Courtesy of reason.com
Less than a day after falling four thousand votes shy of winning the Iowa Caucuses, Ron Paul is still hardly mentioned in the media. Third place is evidently not good enough to have your existence noted by American news and print media. But fourth, fifth and sixth places – the respective results of Gingrich, Perry and Bachmann – the media continuously report on the future of their campaigns. The mind-numbingly stupid cable news coverage has focused their reports on Romney, Santorum, Gingrich and Huntsman in New Hampshire, how Perry is focusing on South Carolina and how Bachmann has called it quits. But Ron Paul? There is no mention of him. He is not a serious candidate. He is not a serious candidate. He is unelectable. He is crazy. He is not a serious candidate. He is dangerous. If the media repeat themselves enough, maybe they believe it will become true, or perhaps at least dissuade the viewer from thinking about Paul’s ideology. The only time the media or the herd of pundits mention Ron Paul is to assure themselves and the viewers that he is not a viable candidate.
Although you may have not even noticed, former New Mexico governor Gary Johnson was once a Republican candidate for President, but he disappeared months ago. It started when CNN did not invite Johnson to one their early debates, citing national poll numbers as the reason. Johnson, one of the most popular governors in recent history, was just too obscure for them. Herman Cain, the former CEO of Godfather’s Pizza, however, was not deemed too obscure for the media to acknowledge his candidacy and invite him to debates. Because the media for ignored him for so long, Johnson has now declared his intention of running for President on the Libertarian Party ticket. So why are the media so reticent in mentioning candidates with libertarian beliefs? Some believe the medias’ reticence is merely based on the fact that Paul and Johnson stray so far from the Republican platform that their candidacies are nullified because they are unelectable to Republican primary voters. If that were the case, however, then why the rising popularity and mainstreaming of their views that distinguish them from Republican orthodoxy? If their views are so farfetched and damaging to their electability as the media claim, then why did Ron Paul come so close in the Iowa Caucus? The answer, I fear, lies within the relationship between media conglomerates and government.
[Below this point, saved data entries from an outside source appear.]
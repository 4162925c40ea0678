// SPDX-FileCopyrightText: 2026 Bruno Meilick
// SPDX-License-Identifier: LicenseRef-Matchtally-FreeUse-NoCopy-NoDerivatives
//
// All rights reserved.
//
// This file is part of Matchtally and is proprietary software.
// Unauthorized copying, modification, or distribution is prohibited.

//! Flows every zone into rows of bracketed buttons and answers the navigator's shape queries
//! from that layout.

use ratatui::layout::Rect;

use crate::focus::{ItemKey, ItemPosition, Renderer, Surface, Zone};
use crate::state::AppState;

const BUTTON_GAP: u16 = 1;
/// Width used before the first frame reports the real one.
pub const DEFAULT_FORM_WIDTH: u16 = 80;

pub(crate) fn button_text(label: &str) -> String {
    format!("[ {label} ]")
}

fn button_width(label: &str) -> u16 {
    let width = label.chars().count().saturating_add(4);
    u16::try_from(width).unwrap_or(u16::MAX)
}

fn caption(zone: Zone) -> Option<&'static str> {
    match zone {
        Zone::RecentCharacters => Some("Recent"),
        Zone::CharacterGrid => Some("All characters"),
        Zone::Result => Some("Result"),
        _ => None,
    }
}

/// Cell rectangles of every item, relative to the top-left of the form.
#[derive(Debug, Clone, Default, PartialEq, Eq)]
pub(crate) struct FormLayout {
    zones: [Vec<Rect>; Zone::COUNT],
    captions: Vec<(u16, &'static str)>,
    height: u16,
}

impl FormLayout {
    pub(crate) fn compute(surface: &Surface, width: u16) -> Self {
        let width = width.max(1);
        let mut layout = Self::default();
        let mut y: u16 = 0;

        for zone in Zone::ORDER {
            let items = surface.items(zone);
            if items.is_empty() {
                continue;
            }
            if let Some(caption) = caption(zone) {
                layout.captions.push((y, caption));
                y = y.saturating_add(1);
            }

            let mut x: u16 = 0;
            let mut role = None;
            let rects = &mut layout.zones[zone.position()];
            for item in items {
                let w = button_width(&item.label).min(width);
                let role_break = zone == Zone::CharacterGrid && role.is_some() && item.role != role;
                if x > 0 && (x.saturating_add(w) > width || role_break) {
                    y = y.saturating_add(1);
                    x = 0;
                }
                rects.push(Rect::new(x, y, w, 1));
                x = x.saturating_add(w).saturating_add(BUTTON_GAP);
                role = item.role;
            }
            y = y.saturating_add(2);
        }

        layout.height = y.saturating_sub(1);
        layout
    }

    pub(crate) fn rect(&self, zone: Zone, index: usize) -> Option<Rect> {
        self.zones[zone.position()].get(index).copied()
    }

    pub(crate) fn rects(&self, zone: Zone) -> &[Rect] {
        &self.zones[zone.position()]
    }

    pub(crate) fn captions(&self) -> &[(u16, &'static str)] {
        &self.captions
    }

    pub(crate) fn height(&self) -> u16 {
        self.height
    }

    pub(crate) fn hit(&self, x: u16, y: u16) -> Option<(Zone, usize)> {
        Zone::ORDER.into_iter().find_map(|zone| {
            self.rects(zone)
                .iter()
                .position(|rect| {
                    y == rect.y && x >= rect.x && x < rect.x.saturating_add(rect.width)
                })
                .map(|index| (zone, index))
        })
    }
}

/// The terminal implementation of [`Renderer`].
#[derive(Debug, Clone)]
pub struct TuiRenderer {
    surface: Surface,
    layout: FormLayout,
    width: u16,
    focused: Option<(Zone, usize)>,
}

impl TuiRenderer {
    pub fn new(state: &AppState, width: u16) -> Self {
        let surface = Surface::derive(state);
        let layout = FormLayout::compute(&surface, width);
        Self {
            surface,
            layout,
            width,
            focused: None,
        }
    }

    pub fn width(&self) -> u16 {
        self.width
    }

    /// Re-flows the current surface for a new form width.
    pub fn resize(&mut self, width: u16) {
        if width == self.width {
            return;
        }
        self.width = width;
        self.layout = FormLayout::compute(&self.surface, width);
    }

    pub fn surface(&self) -> &Surface {
        &self.surface
    }

    pub(crate) fn layout(&self) -> &FormLayout {
        &self.layout
    }

    /// The slot the focus visual is drawn on.
    pub fn focused(&self) -> Option<(Zone, usize)> {
        self.focused
    }

    /// Item under a form-relative cell.
    pub fn hit_test(&self, x: u16, y: u16) -> Option<(Zone, usize)> {
        self.layout.hit(x, y)
    }
}

impl Renderer for TuiRenderer {
    fn refresh(&mut self, state: &AppState) {
        self.surface = Surface::derive(state);
        self.layout = FormLayout::compute(&self.surface, self.width);
    }

    fn zone_exists(&self, zone: Zone) -> bool {
        self.surface.exists(zone)
    }

    fn zone_cardinality(&self, zone: Zone) -> usize {
        self.surface.items(zone).len()
    }

    fn item_position(&self, zone: Zone, index: usize) -> Option<ItemPosition> {
        self.layout.rect(zone, index).map(|rect| ItemPosition {
            x: i32::from(rect.x),
            y: i32::from(rect.y),
        })
    }

    fn item_available(&self, zone: Zone, index: usize) -> bool {
        self.surface
            .item(zone, index)
            .is_some_and(|item| item.available)
    }

    fn item_key(&self, zone: Zone, index: usize) -> Option<ItemKey> {
        self.surface.item(zone, index).map(|item| item.key.clone())
    }

    fn set_focus_visual(&mut self, zone: Zone, index: usize) {
        self.focused = Some((zone, index));
    }

    fn clear_focus_visual(&mut self) {
        self.focused = None;
    }
}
It is well known and widely understood that the political parties controlling government are highly stable and not subject to much change. The two-party system has existed in its current form since the dissolution of the Whig Party in 1856. Occasional third parties have sprouted up – namely the Bull Moose and Progressive Parties – but their purpose was little more than supporting and individual candidate, like Theodore Roosevelt and Robert La Follette respectively. Thus, two parties, the Democrats and Republicans, have dominated the control of American government for over a century and a half, meaning legislation comes from one of the two parties and very little input comes from outside this two-party duopoly. The Democratic Party and the Republican Party are both monolithic in their influence in government. The lack of diversity in political ideology is similar to that of media conglomerates that are owned and controlled by a few select mega-corporations. These select few corporations control most of what is printed on newspaper and broadcasted on television news. The journalists of these news corporations must get their information from government sources: the bureaucrats and politicians. According to Professor Thomas DiLorenzo, a study by University of Rochester economists William Meckling and Michael Jensen found “government had become so big and pervasive that your average journalist – even local news reporters – relied on government itself and all of its politicians and bureaucrats for most of the information that they “report”… Consequently, any news reporter who is too critical of the government agencies that he is reporting about risks being cut off from his information sources, the lifeblood of his career, which will then be ruined.”

Courtesy of blogspot.com
The same relationship helps explain the medias’ ignoring of Ron Paul and Gary Johnson. When Ron Paul talks about the unsustainable foreign wars and the secretive Federal Reserve cabal and its disastrous effect on the economy, those ideas are not representative of the Democratic and Republican duopoly. The potential Ron Pauls and Gary Johnsons of the political world thus represent a threat to the Washington two-party establishment and neither the Democrats nor Republican can afford these “outside the mainstream” ideas being addressed and debated in the media for fear of people supporting them. The relationship between big media corporations and big government has been articulated by many scholars, from social anarchist Noam Chomsky to Thomas DiLorenzo of the Mises Institute, and by conservative political consultants like Jack Burkman. It is important to keep this relationship in mind as the presidential election progresses and as news media essentially “pick” candidates by virtue of whom they choose to acknowledge.